§ Task directions: Lines holding the string "segments" in the listing below are to be copied.

§ Input data:
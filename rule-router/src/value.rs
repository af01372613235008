/********************************************************************************
 * Copyright (c) 2026 Contributors to the Eclipse Foundation
 *
 * See the NOTICE file(s) distributed with this work for additional
 * information regarding copyright ownership.
 *
 * This program and the accompanying materials are made available under the
 * terms of the Apache License Version 2.0 which is available at
 * https://www.apache.org/licenses/LICENSE-2.0
 *
 * SPDX-License-Identifier: Apache-2.0
 ********************************************************************************/

//! Dynamic-value access and coercion shared by the evaluator and renderer.
//!
//! Payloads are decoded into [`serde_json::Value`] maps; both the condition
//! evaluator and the template renderer resolve dotted paths and coerce the
//! resolved values through the helpers here so the two subsystems agree on
//! the string and number forms of every payload value.

use serde_json::{Map, Number, Value};
use std::borrow::Cow;
use std::cmp::Ordering;

/// Parsed payload root: a JSON object.
pub type ValueMap = Map<String, Value>;

/// Resolves a dotted path against a value map. Each segment keys into a map;
/// a missing key or a non-map intermediate resolves to `None`.
pub fn lookup_path<'a>(values: &'a ValueMap, path: &str) -> Option<&'a Value> {
    let mut segments = path.split('.');
    let mut current = values.get(segments.next()?)?;
    for segment in segments {
        current = current.as_object()?.get(segment)?;
    }
    Some(current)
}

/// Coerces a value to its canonical string form.
///
/// string as-is; booleans `true`/`false`; integers in canonical decimal;
/// floats with zero fractional part the same as integers, other floats in
/// shortest round-trip decimal; null as `null`; maps and sequences as their
/// canonical JSON encoding.
pub fn coerce_string(value: &Value) -> String {
    match value {
        Value::String(s) => s.clone(),
        Value::Bool(b) => b.to_string(),
        Value::Null => "null".to_string(),
        Value::Number(n) => format_number(n),
        Value::Array(_) | Value::Object(_) => {
            serde_json::to_string(value).unwrap_or_else(|_| value.to_string())
        }
    }
}

fn format_number(number: &Number) -> String {
    if let Some(i) = number.as_i64() {
        return i.to_string();
    }
    if let Some(u) = number.as_u64() {
        return u.to_string();
    }
    match number.as_f64() {
        // f64 Display is shortest round-trip and renders 32.0 as "32".
        Some(f) => f.to_string(),
        None => number.to_string(),
    }
}

/// Numeric coercion: numbers and numeric strings yield a finite f64.
pub(crate) fn as_finite_f64(value: &Value) -> Option<f64> {
    let f = match value {
        Value::Number(n) => n.as_f64()?,
        Value::String(s) => s.parse::<f64>().ok()?,
        _ => return None,
    };
    f.is_finite().then_some(f)
}

/// String coercion used by ordered comparison: only strings and numbers
/// participate; booleans and structured values fall through to later rules.
fn as_ordered_string(value: &Value) -> Option<Cow<'_, str>> {
    match value {
        Value::String(s) => Some(Cow::Borrowed(s)),
        Value::Number(n) => Some(Cow::Owned(format_number(n))),
        _ => None,
    }
}

/// Compares two dynamically typed values.
///
/// Coercion priority: both finite numbers, then both strings (byte
/// lexicographic), then both booleans (`false < true`). Anything else is
/// incomparable and yields `None`; ordered operators treat that as FALSE
/// while equality falls back to stringified comparison.
pub(crate) fn compare(a: &Value, b: &Value) -> Option<Ordering> {
    if let (Some(x), Some(y)) = (as_finite_f64(a), as_finite_f64(b)) {
        return x.partial_cmp(&y);
    }
    if let (Some(x), Some(y)) = (as_ordered_string(a), as_ordered_string(b)) {
        return Some(x.as_bytes().cmp(y.as_bytes()));
    }
    if let (Value::Bool(x), Value::Bool(y)) = (a, b) {
        return Some(x.cmp(y));
    }
    None
}

/// Dynamic equality: comparable values compare, incomparable values fall
/// back to their canonical string forms.
pub(crate) fn values_equal(a: &Value, b: &Value) -> bool {
    match compare(a, b) {
        Some(ordering) => ordering == Ordering::Equal,
        None => coerce_string(a) == coerce_string(b),
    }
}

§ Result below:
    let mut segments = path.split('.');
    let mut current = values.get(segments.next()?)?;
    for segment in segments {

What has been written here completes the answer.